As of Recoll 1.43.3, the alternate Python rclimg.py and rclimgp.py handlers can execute OCR on image files.
The default image handler is the Perl/exiftool-based rclimg script which has not been extended for running OCR, but it is quite better for extracting metadata tags.
The difference between the two alternate handlers is that rclimg.py uses the Python exiv2 interface and rclimgp.py actually executes the Perl handler for extracting tags. On Windows only the latter is supported.

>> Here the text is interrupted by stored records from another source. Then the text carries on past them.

//! Preset files, command-line preset options, and the value parsers they
//! share.

pub mod args;
pub mod duration;
pub mod file;

pub use args::PresetArgs;
pub use duration::parse_duration;
pub use file::PresetFile;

For performing image OCR, you need to tell Recoll to use the alternate handler and
also to enable OCR by setting the imgocr variable. This is done by
editing two text files in the index configuration directory (by default
~/.recoll under Unix-like systems or MacOS systems, or
C:/users/[you]/AppData/Local/Recoll under Windows.
Example configuration for Unix-like systems or MacOS systems:
In mimeconf
(e.g. ~/.recoll/mimeconf):
[index] image/gif = execm rclimg.py image/jp2 = execm rclimg.py image/jpeg = execm rclimg.py image/png = execm rclimg.py image/tiff = execm rclimg.py image/x-nikon-nef = execm rclimg.py image/x-xcf = execm rclimg.py
Of course you can also only use a subset of the image types, and the rclimgp.py handler could be used instead.

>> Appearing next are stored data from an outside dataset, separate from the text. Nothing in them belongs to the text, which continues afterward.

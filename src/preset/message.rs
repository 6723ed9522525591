//! Seed messages and seed files

use crate::error::{Error, Result};
use serde::{Deserialize, Serialize};
use std::fs;
use std::path::Path;

/// A message published into a topic before the broker is handed out.
#[derive(Debug, Clone, PartialEq, Eq, Serialize, Deserialize)]
pub struct Message {
    pub topic: String,
    pub key: String,
    pub value: String,
    /// Epoch nanoseconds. Anything below one millisecond truncates to a
    /// record timestamp of 0, which the producer replaces with the send time.
    pub time: i64,
}

impl Message {
    pub fn new(
        topic: impl Into<String>,
        key: impl Into<String>,
        value: impl Into<String>,
        time: i64,
    ) -> Self {
        Self {
            topic: topic.into(),
            key: key.into(),
            value: value.into(),
            time,
        }
    }

    /// Message stamped with the current wall-clock time.
    pub fn now(topic: impl Into<String>, key: impl Into<String>, value: impl Into<String>) -> Self {
        let time = chrono::Utc::now().timestamp_nanos_opt().unwrap_or_default();
        Self::new(topic, key, value, time)
    }

    /// Kafka record timestamps have millisecond resolution.
    pub fn timestamp_ms(&self) -> i64 {
        self.time / 1_000_000
    }

    /// Whether the broker will store the send time instead of `time`.
    pub fn uses_send_time(&self) -> bool {
        self.timestamp_ms() == 0
    }
}

/// Read a seed file: a JSON array of `{topic, key, value, time}` objects.
///
/// Any read or parse problem is an error; a malformed file never yields an
/// empty message list.
pub fn load_messages_file(path: &Path) -> Result<Vec<Message>> {
    let content = fs::read_to_string(path).map_err(|e| {
        Error::configuration(format!("Failed to read messages file {path:?}: {e}"))
    })?;

    let messages: Vec<Message> = serde_json::from_str(&content).map_err(|e| {
        Error::configuration(format!("Failed to parse messages file {path:?}: {e}"))
    })?;

    tracing::debug!("Loaded {} seed messages from {:?}", messages.len(), path);
    Ok(messages)
}
//! Scripted registry health checks

use crate::probe::ProbeFailure;
use crate::registry::HealthCheck;
use async_trait::async_trait;
use std::sync::{Arc, Mutex, MutexGuard};

#[derive(Default)]
struct State {
    /// Checks that answer 503 before the first 200
    unavailable_for: u32,
    never_ready: bool,
    checked: Vec<String>,
}

#[derive(Clone, Default)]
pub struct FakeHealth {
    state: Arc<Mutex<State>>,
}

impl FakeHealth {
    /// Healthy on the first check.
    pub fn new() -> Self {
        Self::default()
    }

    pub fn ready_after(self, checks: u32) -> Self {
        self.state().unavailable_for = checks;
        self
    }

    pub fn never_ready(self) -> Self {
        self.state().never_ready = true;
        self
    }

    fn state(&self) -> MutexGuard<'_, State> {
        self.state.lock().unwrap_or_else(|e| e.into_inner())
    }

    /// Addresses checked, one entry per check.
    pub fn checked(&self) -> Vec<String> {
        self.state().checked.clone()
    }
}

#[async_trait]
impl HealthCheck for FakeHealth {
    async fn check(&self, address: &str) -> Result<(), ProbeFailure> {
        let mut state = self.state();
        state.checked.push(address.to_string());
        if state.never_ready {
            return Err(ProbeFailure::Transient("HTTP 503".to_string()));
        }
        if state.unavailable_for > 0 {
            state.unavailable_for -= 1;
            return Err(ProbeFailure::Transient("HTTP 503".to_string()));
        }
        Ok(())
    }
}
//! Preset files.
//!
//! A preset file describes a broker declaratively, in YAML or JSON:
//!
//! ```yaml
//! version: 3.7.0
//! topics: [events]
//! topic_configs:
//!   - topic: alerts
//!     num_partitions: 3
//! messages_files: [seed/messages.json]
//! schema_registry: true
//! timeout: 5m
//! ```
//!
//! Relative `messages_files` entries resolve against the directory holding the
//! preset file.

use super::duration::parse_duration;
use crate::error::{Error, Result};
use crate::preset::{Message, PresetBuilder, TopicConfig};
use serde::{Deserialize, Serialize};
use std::fs;
use std::path::{Path, PathBuf};

#[derive(Debug, Clone, Default, PartialEq, Serialize, Deserialize)]
#[serde(default, deny_unknown_fields)]
pub struct PresetFile {
    pub topics: Vec<String>,
    pub topic_configs: Vec<TopicConfig>,
    pub messages: Vec<Message>,
    pub messages_files: Vec<PathBuf>,
    pub version: Option<String>,
    pub schema_registry: bool,
    pub broker_port: Option<u16>,
    pub registry_port: Option<u16>,
    pub container_name: Option<String>,
    pub timeout: Option<String>,
    pub probe_interval: Option<String>,
    pub image: Option<String>,
}

impl PresetFile {
    /// Read a preset file. `.json` files are parsed as JSON, anything else as
    /// YAML.
    pub fn from_path(path: &Path) -> Result<Self> {
        let content = fs::read_to_string(path).map_err(|e| {
            Error::configuration(format!("Failed to read preset file {path:?}: {e}"))
        })?;

        let is_json = path
            .extension()
            .is_some_and(|ext| ext.eq_ignore_ascii_case("json"));
        let parsed = if is_json {
            serde_json::from_str(&content).map_err(|e| e.to_string())
        } else {
            serde_yaml::from_str(&content).map_err(|e| e.to_string())
        };

        parsed.map_err(|e| {
            Error::configuration(format!("Failed to parse preset file {path:?}: {e}"))
        })
    }

    /// Load a preset file and resolve it relative to its own directory.
    pub fn load(path: &Path) -> Result<PresetBuilder> {
        let base_dir = path.parent().unwrap_or_else(|| Path::new("."));
        Self::from_path(path)?.into_builder(base_dir)
    }

    pub fn into_builder(self, base_dir: &Path) -> Result<PresetBuilder> {
        let mut builder = PresetBuilder::new()
            .with_topics(&self.topics)
            .with_topic_configs(self.topic_configs)
            .with_messages(self.messages);

        for file in self.messages_files {
            let resolved = if file.is_absolute() {
                file
            } else {
                base_dir.join(file)
            };
            builder = builder.with_messages_file(resolved);
        }

        if let Some(version) = self.version {
            builder = builder.with_version(version);
        }
        if self.schema_registry {
            builder = builder.with_schema_registry();
        }
        if let Some(port) = self.broker_port {
            builder = builder.with_broker_port(port);
        }
        if let Some(port) = self.registry_port {
            builder = builder.with_registry_port(port);
        }
        if let Some(name) = self.container_name {
            builder = builder.with_container_name(name);
        }
        if let Some(timeout) = self.timeout {
            builder = builder.with_timeout(parse_field("timeout", &timeout)?);
        }
        if let Some(interval) = self.probe_interval {
            builder = builder.with_probe_interval(parse_field("probe_interval", &interval)?);
        }
        if let Some(image) = self.image {
            builder = builder.with_image(image);
        }

        Ok(builder)
    }
}

fn parse_field(field: &str, value: &str) -> Result<std::time::Duration> {
    parse_duration(value).map_err(|e| Error::configuration(format!("Invalid {field}: {e:#}")))
}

On Windows you must use rclimgp.py (because there is no Recoll support for the exiv2 library):
[index] image/gif = execm rclimgp.py image/jp2 = execm rclimgp.py image/jpeg = execm rclimgp.py image/png = execm rclimgp.py image/tiff = execm rclimgp.py image/x-nikon-nef = execm rclimgp.py image/x-xcf = execm rclimgp.py
In recoll.conf, by example for Windows:
ocrprogs = tesseract tesseractcmd = C:/Program Files(x86)/Tesseract-OCR/tesseract.exe tesseractlang = eng [c:/path/to/my/images/folder] imgocr = 1
the tesseractcmd setting is usually not needed on other platforms (the
command will be in the PATH)